The points above are important reminders to avoid regret, but what if you're having difficulty with things you regret?
There's no doubt that feelings of regret sometimes creep up on the best of us, and as tempting as the idea of living a life free of regrets is, it's rarely easy because what often happens before we even realize what we are thinking is:
- Regret the missed opportunities.
- Regret that we didn't spend our time and energy more wisely.
- Regret the situations and conversations that didn't go well.
- Regret not speaking when we had the chance.
- Regret getting into toxic relationships or making mistakes in previous ones.
We regret certain things even when we know better. We do so because we worry that we should have made different decisions in the past, that we should have done better, but didn't, that we should have given the relationship another chance but we didn't, and that we should have started that project, but also never did, etc.
We compare the real consequences of our past decisions to the idealistic imagination of how things should be. In other words, there's a myth running around in our heads about how things would have turned out if we had made different decisions.
The problem is that we can't change those decisions because we can't change the past. Yet we endlessly resist this fact, continuing to analyze and compare the unchangeable reality with our idealized imagination. We live like this until we waste days of our lives in extreme misery.
Why do we do that? If we know better, why can't we abandon our ideals and fantasies? Because we identify with these ideals and fantasies. We all have this vision of who we are, our good intentions, intelligence, social influence and so on, so we make the best decisions because we have good intentions. So, even if you struggle with deeply rooted self-esteem issues, you will likely still define yourself as a decent and respectable person.
So when someone says something about us that goes against the vision we define ourselves with, we feel that our goals, intelligence, and character are insulted. We feel personally attacked, and it's hard for us to get over it.
Something similar can happen when we think we've done something wrong by going against the same vision we set for ourselves. We feel offended too, and sometimes we get angry and beat ourselves up for our mistake, asking: “How can I do this?” or “Why didn't I act smarter and make a better decision?” Once again, we find it hard to accept that we're not always as good as we imagine ourselves to be.
Long story short, our ideals and fantasies about ourselves cause us a great deal of misery. The key to getting rid of this is to gradually practice letting go of these ideals and illusions and instead focus on making the best out of our reality by embracing the truth.
Every bad decision we have made in the past has already been made
There are some good aspects - if we want to see them - in each of those bad decisions. Getting up in the morning, learning, and growing from our vast life experiences is a blessing. Just being able to decide at all is a blessing.
We're not what we imagine ourselves to be
We're human beings. We have many personalities and fall short of perfect. We do good deeds, make mistakes, and return the favor. We're also self-centered, honest and tell white lies sometimes. We're prone to failure even when we leave no stone unturned. Once we accept this fact and feel comfortable with our humanity, bad decision-making will create less conflict with our new, more fluid and nuanced view of ourselves.

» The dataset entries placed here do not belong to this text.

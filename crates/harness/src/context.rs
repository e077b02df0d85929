use std::path::{Path, PathBuf};
use std::sync::Arc;

use anyhow::{anyhow, Result};
use winit::dpi::PhysicalSize;
use winit::window::Window;

use crate::assets::{self, AssetError};
use crate::compile::{self, LoadedShader};
use crate::gpu::GpuContext;
use crate::types::{HarnessConfig, InputState, ShaderCompiler};

/// Where an example's frames end up.
#[derive(Debug, Clone)]
pub enum RenderTarget {
    /// A winit window presented through a wgpu surface.
    Window(Arc<Window>),
    /// An offscreen texture of the given size, readable after drawing.
    Offscreen { width: u32, height: u32 },
}

/// Per-example state handed to every `init/update/draw/quit` call.
///
/// The GPU side is created by [`Context::common_init`] and torn down by
/// [`Context::common_quit`], so every example starts with a fresh device.
pub struct Context {
    pub example_name: &'static str,
    pub base_path: PathBuf,
    pub input: InputState,
    /// Seconds elapsed since the previous frame.
    pub delta_time: f32,
    pub shader_compiler: ShaderCompiler,
    target: RenderTarget,
    config: HarnessConfig,
    gpu: Option<GpuContext>,
}

impl Context {
    pub fn new(example_name: &'static str, target: RenderTarget, config: &HarnessConfig) -> Self {
        Self {
            example_name,
            base_path: config.base_path.clone(),
            input: InputState::default(),
            delta_time: 0.0,
            shader_compiler: config.shader_compiler,
            target,
            config: config.clone(),
            gpu: None,
        }
    }

    /// Creates the device and claims the render target for this example.
    pub fn common_init(&mut self) -> Result<()> {
        if self.gpu.is_some() {
            tracing::debug!(example = self.example_name, "re-initialising GPU context");
            self.common_quit();
        }

        let gpu = GpuContext::new(&self.target, &self.config).inspect_err(|err| {
            tracing::error!(example = self.example_name, error = %err, "GPU initialisation failed");
        })?;

        if let RenderTarget::Window(window) = &self.target {
            window.set_title(self.example_name);
        }

        tracing::info!(
            example = self.example_name,
            adapter = %gpu.adapter_info.name,
            backend = ?gpu.adapter_info.backend,
            format = ?gpu.swapchain_format(),
            "initialised example context"
        );
        self.gpu = Some(gpu);
        Ok(())
    }

    /// Releases the device and surface. Calling it twice is a no-op.
    pub fn common_quit(&mut self) {
        if self.gpu.take().is_some() {
            tracing::debug!(example = self.example_name, "released GPU context");
        }
    }

    pub fn is_initialised(&self) -> bool {
        self.gpu.is_some()
    }

    pub fn gpu(&self) -> Result<&GpuContext> {
        self.gpu
            .as_ref()
            .ok_or_else(|| anyhow!("{}: GPU context used before common_init", self.example_name))
    }

    pub fn gpu_mut(&mut self) -> Result<&mut GpuContext> {
        let name = self.example_name;
        self.gpu
            .as_mut()
            .ok_or_else(|| anyhow!("{name}: GPU context used before common_init"))
    }

    pub fn window(&self) -> Option<&Window> {
        match &self.target {
            RenderTarget::Window(window) => Some(window.as_ref()),
            RenderTarget::Offscreen { .. } => None,
        }
    }

    /// Resizes the render target. Zero-sized requests are ignored.
    ///
    /// Offscreen targets keep the new size across a later `common_init`.
    pub fn resize(&mut self, width: u32, height: u32) -> Result<()> {
        if width == 0 || height == 0 {
            return Ok(());
        }
        if let RenderTarget::Offscreen {
            width: target_width,
            height: target_height,
        } = &mut self.target
        {
            *target_width = width;
            *target_height = height;
        }
        self.gpu_mut()?.resize(PhysicalSize::new(width, height));
        Ok(())
    }

    /// Reads a file relative to the example content root.
    pub fn load_asset(&self, relative: impl AsRef<Path>) -> Result<Vec<u8>, AssetError> {
        assets::load_asset(&self.base_path, relative)
    }

    /// Loads a shader from the content root with the configured compiler.
    pub fn load_shader(&self, file_name: &str) -> Result<LoadedShader> {
        let gpu = self.gpu()?;
        compile::load_shader(&gpu.device, &self.base_path, file_name, self.shader_compiler)
            .inspect_err(|err| {
                tracing::error!(
                    example = self.example_name,
                    shader = file_name,
                    error = %err,
                    "failed to load shader"
                );
            })
            .map_err(Into::into)
    }
}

Whenever you obsess and regret a past decision, you can
- Acknowledge that you repeatedly fall into the trap of regret.
- Realize that you're comparing yourself and your decisions with some ideal or fantasy you've created.
- Let go of these ideals or fantasies, and accept reality by coming to terms with past experiences, so you can focus more on what's to come.
It may require constant practice, but you won't regret doing so.
In conclusion
One day, you'll find yourself thinking about the beginning after it's about to end, and today is that beginning. Today is the first day of the rest of your life, so why do not you start putting the principles in this article to good use now?
Motivate yourself by answering a simple question: What's the one thing you could do today that you know you won't ever regret doing?